I'm a bit disturbed by the description in Section 14.3.1 "Memory-Reference
Restrictions" quoted below:

> Oddly enough, the compiler is within its rights to use a variable
> as temporary storage just before a store to that variable, thus
> inventing stores to that variable.
> Fortunately, most compilers avoid this sort of thing, at least outside
> of stack variables.
> Nevertheless, using WRITE_ONCE() (or declaring the variable
> volatile) should prevent this sort of thing.
> But take care: If you have a translation unit that uses that variable,
> and never makes a volatile access to it, the compiler has no way of
> knowing that it needs to be careful.

I'm wondering if using WRITE_ONCE() in a translation unit is really
enough to prevent invention of stores.

Accessing via a volatile-cast pointer guarantees the access is not
optimized out (and hopefully the referenced value is respected).
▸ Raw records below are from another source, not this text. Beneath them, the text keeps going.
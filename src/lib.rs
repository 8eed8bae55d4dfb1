//! Component Metadata Assembly Pipeline
//!
//! Given a directory tree representing a UI component library, this crate
//! discovers per-component metadata, validates it against declarative
//! schemas, resolves cross-references (string keys, custom types, prop
//! groups, layout regions) and produces a single validated in-memory
//! manifest for the surrounding application (palette grouping, prop
//! editors, type-compatibility checks).
//!
//! ## Features
//!
//! - **Schema Validation**: every metadata document is checked against a
//!   JSON Schema before deserialization, with structured violation lists
//! - **String Resolution**: all user-facing labels resolve through
//!   per-component or per-library string tables, with no silent fallback
//! - **Concurrent Discovery**: independent subtrees are walked
//!   concurrently; completion order never affects the manifest
//! - **All-or-Nothing Assembly**: one invalid component aborts the whole
//!   library, with errors wrapped in progressively wider context
//!
//! ## Library layout
//!
//! ```text
//! my-library/
//! ├── library.json          <- main metadata (or package.json key)
//! ├── Button/
//! │   └── .meta/
//! │       ├── meta.json     <- component metadata
//! │       ├── strings.json  <- optional localized strings
//! │       └── types.json    <- optional custom type definitions
//! └── forms/
//!     └── TextField/
//!         └── .meta/
//!             └── meta.json
//! ```

pub mod assembler;
pub mod config;
pub mod constants;
pub mod error;
pub mod fsread;
pub mod meta;
pub mod reader;
pub mod schema;
pub mod strings;
pub mod typecheck;

pub use assembler::gather_metadata;
pub use config::MetaConfig;
pub use error::{MetaError, Result, SchemaViolation};
pub use fsread::FileReadResult;
pub use meta::{
    ComponentKind, ComponentMeta, LibraryManifest, PropMeta, PropType, TypeDef,
};
pub use reader::read_component_meta;
pub use schema::CompiledSchemas;
pub use strings::StringTable;
pub use typecheck::shape_contains_type;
But I suspect that it has any effect in preventing invention of extra
loads/stores.

Isn't declaring the variable volatile necessary for the guarantee?

In practice, as is described in the above quote: "Fortunately, most
compilers avoid this sort of thing, at least outside of stack variables",
we can assume non-volatile shared variables are not spilled out to
the variables themselves as far as GCC/LLVM is concerned.
But this is compiler dependent, I suppose.